Alberta to reduce oil production in 2019 to increase prices
Published Sunday, December 2, 2018 6:11PM MST Last Updated Monday, December 3, 2018 10:07AM MST
Premier Rachel Notley announced Sunday that a short term reduction in oil production will come into effect early next year as the province wrangles with the oil price differential. The reduction amounts to 325,000 barrels a day of raw crude and bitumen, or about 8.7 per cent of daily production.
Notley blamed the oil price gap on the federal government’s failure to build pipelines resulting in the province producing 190,000 raw crude oil and bitumen barrels per day that cannot be shipped out.
“Every Albertan owns the energy resources in the ground, and we have a duty to defend those resources. But right now, they’re being sold for pennies on the dollar. I can’t promise the coming weeks and months will be easy,” said Notley in a news release.
The curtailment is seen as a way to reduce volatility and narrow the price differential by at least $4, adding an estimated $1.1 billion to government revenue for 2019-20.
The Alberta Energy Regulator will start the reductions starting in January 2019 which will apply to both oil sands and conventional.
The initial curtailment of 325,000 barrels per day is expected to drop over the course of 2019, with an estimated average of 95,000 barrels a day once excess storage is cleared.
Reaction to the curtailment from United Conservative Party leader Jason Kenney and Alberta Party leader Stephen Mandel was swift.

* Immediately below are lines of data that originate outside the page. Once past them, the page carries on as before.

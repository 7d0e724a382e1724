//! Reconnect delay policy
//!
//! Exponential backoff, `min(base * 2^attempt, cap)`. The engine resets the
//! attempt counter on every successful connect, so one success brings the
//! next failure's delay back to `base`.

use std::time::Duration;

#[derive(Debug, Clone, Copy)]
pub struct BackoffPolicy {
    pub base: Duration,
    pub cap: Duration,
}

impl Default for BackoffPolicy {
    fn default() -> Self {
        Self {
            base: Duration::from_secs(1),
            cap: Duration::from_secs(30),
        }
    }
}

impl BackoffPolicy {
    pub fn delay(&self, attempt: u32) -> Duration {
        let factor = 1u32.checked_shl(attempt).unwrap_or(u32::MAX);
        self.base.saturating_mul(factor).min(self.cap)
    }
}
//! In-process event bus
//!
//! One bus instance per process owns the connection registry and the replay
//! buffer, and runs the heartbeat timer. Business logic calls
//! [`EventBus::broadcast`] fire-and-forget; the stream endpoint registers
//! connections and queries replay/presence. There is no cross-process
//! coordination - scaling beyond one process means swapping the fan-out path
//! for a shared pub/sub transport, which is out of scope here.
//!
//! The bus is explicitly constructed and injected (no global singleton), and
//! carries its own lifecycle: [`EventBus::start`] spawns the heartbeat task,
//! [`EventBus::stop`] aborts it. Tests run isolated bus instances.

pub mod registry;
pub mod replay;

use std::sync::atomic::{AtomicU64, Ordering};
use std::sync::{Arc, Mutex};
use std::time::Duration;

use chrono::Utc;
use tokio::task::JoinHandle;
use tracing::{debug, info};
use uuid::Uuid;

use crate::events::{Event, Frame, NewEvent};
pub use registry::{Connection, ConnectionRegistry};
pub use replay::ReplayBuffer;

pub struct EventBus {
    registry: ConnectionRegistry,
    buffer: Mutex<ReplayBuffer>,
    next_id: AtomicU64,
    heartbeat_interval: Duration,
    heartbeat: Mutex<Option<JoinHandle<()>>>,
}

impl EventBus {
    pub fn new(replay_capacity: usize, heartbeat_interval: Duration) -> Self {
        Self {
            registry: ConnectionRegistry::new(),
            buffer: Mutex::new(ReplayBuffer::new(replay_capacity)),
            next_id: AtomicU64::new(1),
            heartbeat_interval,
            heartbeat: Mutex::new(None),
        }
    }

    /// Start the heartbeat timer. Idempotent; the second call is a no-op.
    pub fn start(self: &Arc<Self>) {
        let mut guard = self.heartbeat.lock().expect("heartbeat handle poisoned");
        if guard.is_some() {
            return;
        }

        let bus = Arc::clone(self);
        let handle = tokio::spawn(async move {
            let mut interval = tokio::time::interval(bus.heartbeat_interval);
            // The immediate first tick is pointless as a keepalive
            interval.tick().await;
            loop {
                interval.tick().await;
                bus.heartbeat();
            }
        });
        *guard = Some(handle);
        info!(interval_secs = self.heartbeat_interval.as_secs(), "event bus started");
    }

    /// Stop the heartbeat timer. Safe to call without a prior `start`.
    pub fn stop(&self) {
        if let Some(handle) = self
            .heartbeat
            .lock()
            .expect("heartbeat handle poisoned")
            .take()
        {
            handle.abort();
            info!("event bus stopped");
        }
    }

    /// Assign id and timestamp, record the event in the replay buffer, and
    /// fan it out to every live connection in its workspace.
    ///
    /// Delivery is best-effort: a dead connection is removed from the
    /// registry as a side effect and never aborts delivery to the others.
    /// The connection snapshot is taken under the registry lock; sends happen
    /// outside it.
    pub fn broadcast(&self, new_event: NewEvent) -> Event {
        let event = Event {
            id: self.next_id.fetch_add(1, Ordering::Relaxed),
            event_type: new_event.event_type,
            workspace_id: new_event.workspace_id,
            project_id: new_event.project_id,
            issue_id: new_event.issue_id,
            payload: new_event.payload,
            user_id: new_event.user_id,
            timestamp: Utc::now(),
        };

        self.buffer
            .lock()
            .expect("replay buffer poisoned")
            .push(event.clone());

        let targets = self.registry.connections_for(event.workspace_id);
        self.deliver(targets, Frame::Event(event.clone()));
        event
    }

    /// Buffered events for a workspace newer than the cursor, oldest first.
    ///
    /// Best-effort: the buffer is global, so other-workspace traffic may have
    /// evicted older entries. Callers must not treat this as authoritative
    /// history.
    pub fn events_since(&self, workspace_id: Uuid, after_id: u64) -> Vec<Event> {
        self.buffer
            .lock()
            .expect("replay buffer poisoned")
            .events_since(workspace_id, after_id)
    }

    /// Distinct users with at least one live connection in the workspace.
    pub fn online_users(&self, workspace_id: Uuid) -> Vec<Uuid> {
        self.registry.users_for(workspace_id)
    }

    pub fn add_connection(&self, connection: Connection) {
        debug!(
            connection_id = %connection.id,
            workspace_id = %connection.workspace_id,
            user_id = %connection.user_id,
            "connection opened"
        );
        self.registry.add(connection);
    }

    /// Idempotent; returns whether the connection was still registered.
    pub fn remove_connection(&self, connection_id: Uuid) -> bool {
        let removed = self.registry.remove(connection_id);
        if removed {
            debug!(connection_id = %connection_id, "connection closed");
        }
        removed
    }

    pub fn connection_count(&self) -> usize {
        self.registry.len()
    }

    /// Send a comment-only keepalive frame to every live connection.
    ///
    /// Defeats idle-timeout behavior of intermediary proxies. Dead peers are
    /// pruned exactly as in `broadcast`.
    fn heartbeat(&self) {
        let targets = self.registry.connections();
        self.deliver(targets, Frame::Heartbeat);
    }

    fn deliver(&self, targets: Vec<Connection>, frame: Frame) {
        let mut dead = Vec::new();
        for connection in &targets {
            if connection.sender.send(frame.clone()).is_err() {
                dead.push(connection.id);
            }
        }
        for connection_id in dead {
            if self.registry.remove(connection_id) {
                debug!(connection_id = %connection_id, "pruned dead connection");
            }
        }
    }
}

impl Drop for EventBus {
    fn drop(&mut self) {
        self.stop();
    }
}

#[cfg(test)]
mod tests {
    use super::*;
    use crate::events::EventType;
    use tokio::sync::mpsc::{unbounded_channel, UnboundedReceiver};

    fn bus() -> EventBus {
        EventBus::new(100, Duration::from_secs(30))
    }

    fn subscribe(bus: &EventBus, workspace_id: Uuid, user_id: Uuid) -> (Uuid, UnboundedReceiver<Frame>) {
        let (tx, rx) = unbounded_channel();
        let connection = Connection::new(user_id, workspace_id, tx);
        let id = connection.id;
        bus.add_connection(connection);
        (id, rx)
    }

    fn received_event(rx: &mut UnboundedReceiver<Frame>) -> Option<Event> {
        match rx.try_recv() {
            Ok(Frame::Event(event)) => Some(event),
            _ => None,
        }
    }

    #[test]
    fn broadcast_survives_dead_connections_and_prunes_them() {
        let bus = bus();
        let workspace = Uuid::new_v4();

        let (_, mut live_a) = subscribe(&bus, workspace, Uuid::new_v4());
        let (_, mut live_b) = subscribe(&bus, workspace, Uuid::new_v4());
        let (dead_id, dead_rx) = subscribe(&bus, workspace, Uuid::new_v4());
        drop(dead_rx);

        bus.broadcast(NewEvent::new(EventType::IssueCreated, workspace, Uuid::new_v4()));

        assert!(received_event(&mut live_a).is_some());
        assert!(received_event(&mut live_b).is_some());
        assert_eq!(bus.connection_count(), 2);
        assert!(!bus.remove_connection(dead_id), "dead peer already pruned");
    }

    #[test]
    fn broadcast_never_crosses_workspaces() {
        let bus = bus();
        let workspace_a = Uuid::new_v4();
        let workspace_b = Uuid::new_v4();

        let (_, mut rx_a) = subscribe(&bus, workspace_a, Uuid::new_v4());
        let (_, mut rx_b) = subscribe(&bus, workspace_b, Uuid::new_v4());

        bus.broadcast(NewEvent::new(EventType::CommentCreated, workspace_a, Uuid::new_v4()));

        let event = received_event(&mut rx_a).expect("workspace A delivery");
        assert_eq!(event.workspace_id, workspace_a);
        assert!(received_event(&mut rx_b).is_none());
    }

    #[test]
    fn event_ids_are_strictly_increasing() {
        let bus = bus();
        let workspace = Uuid::new_v4();
        let user = Uuid::new_v4();

        let first = bus.broadcast(NewEvent::new(EventType::IssueCreated, workspace, user));
        let second = bus.broadcast(NewEvent::new(EventType::IssueUpdated, workspace, user));
        let third = bus.broadcast(NewEvent::new(EventType::IssueDeleted, workspace, user));

        assert!(first.id < second.id);
        assert!(second.id < third.id);
    }

    #[test]
    fn replay_window_is_capped_at_the_most_recent_events() {
        let bus = EventBus::new(100, Duration::from_secs(30));
        let workspace = Uuid::new_v4();
        let user = Uuid::new_v4();

        for _ in 0..105 {
            bus.broadcast(NewEvent::new(EventType::IssueUpdated, workspace, user));
        }

        let replayed = bus.events_since(workspace, 0);
        assert_eq!(replayed.len(), 100);
        // The most recent 100 by id, oldest first
        assert_eq!(replayed.first().map(|e| e.id), Some(6));
        assert_eq!(replayed.last().map(|e| e.id), Some(105));
        assert!(replayed.windows(2).all(|w| w[0].id < w[1].id));
    }

    #[test]
    fn events_since_returns_events_after_the_cursor_only() {
        let bus = EventBus::new(3, Duration::from_secs(30));
        let workspace = Uuid::new_v4();
        let user = Uuid::new_v4();

        let e1 = bus.broadcast(NewEvent::new(EventType::IssueCreated, workspace, user));
        let e2 = bus.broadcast(NewEvent::new(EventType::IssueUpdated, workspace, user));
        let e3 = bus.broadcast(NewEvent::new(EventType::CommentCreated, workspace, user));
        let e4 = bus.broadcast(NewEvent::new(EventType::IssueDeleted, workspace, user));

        // Capacity 3: e1 was evicted, but the cursor still filters correctly
        let ids: Vec<u64> = bus
            .events_since(workspace, e1.id)
            .iter()
            .map(|e| e.id)
            .collect();
        assert_eq!(ids, vec![e2.id, e3.id, e4.id]);
    }

    #[tokio::test]
    async fn heartbeat_reaches_every_workspace_and_prunes_dead_peers() {
        let bus = Arc::new(EventBus::new(100, Duration::from_millis(10)));
        let workspace_a = Uuid::new_v4();
        let workspace_b = Uuid::new_v4();

        let (_, mut rx_a) = subscribe(&bus, workspace_a, Uuid::new_v4());
        let (_, mut rx_b) = subscribe(&bus, workspace_b, Uuid::new_v4());
        let (_, dead_rx) = subscribe(&bus, workspace_b, Uuid::new_v4());
        drop(dead_rx);

        bus.start();
        let got_a = tokio::time::timeout(Duration::from_secs(1), rx_a.recv()).await;
        let got_b = tokio::time::timeout(Duration::from_secs(1), rx_b.recv()).await;
        bus.stop();

        assert!(matches!(got_a, Ok(Some(Frame::Heartbeat))));
        assert!(matches!(got_b, Ok(Some(Frame::Heartbeat))));
        assert_eq!(bus.connection_count(), 2);
    }

    #[tokio::test]
    async fn start_and_stop_are_idempotent() {
        let bus = Arc::new(EventBus::new(100, Duration::from_millis(10)));
        bus.start();
        bus.start();
        bus.stop();
        bus.stop();
    }
}
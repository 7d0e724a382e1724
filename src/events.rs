//! Event envelope and wire frames
//!
//! All events follow the "object.action" naming convention and share one flat
//! JSON structure on the wire:
//!
//! ```json
//! {
//!     "id": 42,
//!     "type": "issue.created",
//!     "workspace_id": "uuid",
//!     "project_id": "uuid",
//!     "payload": { ... },
//!     "user_id": "uuid",
//!     "timestamp": "2026-08-29T10:30:00Z"
//! }
//! ```
//!
//! Events are immutable facts. They are created in exactly one place
//! ([`EventBus::broadcast`](crate::bus::EventBus::broadcast)), which assigns
//! the id and timestamp, and destroyed only by eviction from the replay
//! buffer.

use chrono::{DateTime, Utc};
use serde::{Deserialize, Serialize};
use serde_json::Value;
use uuid::Uuid;

/// Event types
///
/// The enum is exhaustive - all events the bus can carry are explicitly
/// listed. Business logic picks a variant; it never invents type strings.
#[derive(Debug, Clone, Copy, PartialEq, Eq, Hash, Serialize, Deserialize)]
pub enum EventType {
    #[serde(rename = "issue.created")]
    IssueCreated,
    #[serde(rename = "issue.updated")]
    IssueUpdated,
    #[serde(rename = "issue.deleted")]
    IssueDeleted,

    #[serde(rename = "comment.created")]
    CommentCreated,
    #[serde(rename = "comment.updated")]
    CommentUpdated,
    #[serde(rename = "comment.deleted")]
    CommentDeleted,

    #[serde(rename = "project.created")]
    ProjectCreated,
    #[serde(rename = "project.updated")]
    ProjectUpdated,
    #[serde(rename = "project.deleted")]
    ProjectDeleted,

    /// A user's first live connection to a workspace opened
    #[serde(rename = "member.joined")]
    MemberJoined,
    /// A user's live connection to a workspace closed
    #[serde(rename = "member.left")]
    MemberLeft,
}

impl EventType {
    /// Get event type as string (e.g., "issue.created")
    pub fn as_str(&self) -> &'static str {
        match self {
            Self::IssueCreated => "issue.created",
            Self::IssueUpdated => "issue.updated",
            Self::IssueDeleted => "issue.deleted",
            Self::CommentCreated => "comment.created",
            Self::CommentUpdated => "comment.updated",
            Self::CommentDeleted => "comment.deleted",
            Self::ProjectCreated => "project.created",
            Self::ProjectUpdated => "project.updated",
            Self::ProjectDeleted => "project.deleted",
            Self::MemberJoined => "member.joined",
            Self::MemberLeft => "member.left",
        }
    }

    /// Presence events maintain the online-user set rather than announce data
    /// changes; clients route them to their presence mirror, not to event
    /// callbacks.
    pub fn is_presence(&self) -> bool {
        matches!(self, Self::MemberJoined | Self::MemberLeft)
    }
}

/// An immutable event as broadcast to subscribers.
///
/// `id` is a per-bus monotonic sequence number: ids strictly increase in
/// broadcast order within one bus instance, and double as replay cursors.
/// There is no ordering guarantee across bus instances.
#[derive(Debug, Clone, Serialize, Deserialize)]
pub struct Event {
    pub id: u64,
    #[serde(rename = "type")]
    pub event_type: EventType,
    pub workspace_id: Uuid,
    #[serde(skip_serializing_if = "Option::is_none")]
    pub project_id: Option<Uuid>,
    #[serde(skip_serializing_if = "Option::is_none")]
    pub issue_id: Option<Uuid>,
    pub payload: Value,
    /// The user whose action caused this event
    pub user_id: Uuid,
    pub timestamp: DateTime<Utc>,
}

/// The caller-supplied part of an event, before the bus assigns id and
/// timestamp.
#[derive(Debug, Clone)]
pub struct NewEvent {
    pub event_type: EventType,
    pub workspace_id: Uuid,
    pub project_id: Option<Uuid>,
    pub issue_id: Option<Uuid>,
    pub user_id: Uuid,
    pub payload: Value,
}

impl NewEvent {
    pub fn new(event_type: EventType, workspace_id: Uuid, user_id: Uuid) -> Self {
        Self {
            event_type,
            workspace_id,
            project_id: None,
            issue_id: None,
            user_id,
            payload: serde_json::json!({}),
        }
    }

    pub fn with_project(mut self, project_id: Uuid) -> Self {
        self.project_id = Some(project_id);
        self
    }

    pub fn with_issue(mut self, issue_id: Uuid) -> Self {
        self.issue_id = Some(issue_id);
        self
    }

    pub fn with_payload(mut self, payload: Value) -> Self {
        self.payload = payload;
        self
    }

    /// Presence event for a user joining, carrying the refreshed online list.
    pub fn member_joined(workspace_id: Uuid, user_id: Uuid, online_users: Vec<Uuid>) -> Self {
        Self::new(EventType::MemberJoined, workspace_id, user_id)
            .with_payload(serde_json::json!({ "online_users": online_users }))
    }

    /// Presence event for a user leaving, carrying the refreshed online list.
    pub fn member_left(workspace_id: Uuid, user_id: Uuid, online_users: Vec<Uuid>) -> Self {
        Self::new(EventType::MemberLeft, workspace_id, user_id)
            .with_payload(serde_json::json!({ "online_users": online_users }))
    }
}

/// Bootstrap frame sent once, immediately after a stream opens.
///
/// Carries the connection id and the workspace's current presence list so a
/// client has presence state before any `member.joined` broadcast arrives.
#[derive(Debug, Clone, Serialize, Deserialize)]
pub struct ConnectedFrame {
    pub connection_id: Uuid,
    pub workspace_id: Uuid,
    pub online_users: Vec<Uuid>,
    pub timestamp: DateTime<Utc>,
}

impl ConnectedFrame {
    /// Wire JSON with the discriminating `type` field.
    pub fn to_wire(&self) -> Value {
        serde_json::json!({
            "type": "connected",
            "connection_id": self.connection_id,
            "workspace_id": self.workspace_id,
            "online_users": self.online_users,
            "timestamp": self.timestamp,
        })
    }
}

/// One outbound frame on a streaming connection.
///
/// The registry hands these to each connection's transport channel; the
/// stream endpoint encodes them as SSE frames. Heartbeats become comment-only
/// frames (no `data:` line), so they keep intermediary proxies from idling
/// the connection out without ever reaching client event handlers.
#[derive(Debug, Clone)]
pub enum Frame {
    Connected(ConnectedFrame),
    Event(Event),
    Heartbeat,
}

“Today’s situation is the direct result of the failure to build pipelines in recent years - including the cancellation of multiple viable pipeline projects by the Trudeau Liberals,” said Kenney. “ It’s truly outrageous that our province has been brought to the point where such a grave decision must be considered.”
Mandel too called out the federal government’s inaction on getting a pipeline built saying, “Albertans interests have been harmed by the close relationships of the NDP with their federal counterparts and overreliance on goodwill with the Federal Government.”
Notley said that she expects the cuts to remain in place until the 35 million barrels of oil currently sitting in storage because of what she describes as “unsustainable” transportation bottlenecks are shipped to market.
The province also expects a deal in the works to purchase its own railcars to transport oil will help with the backlog next year.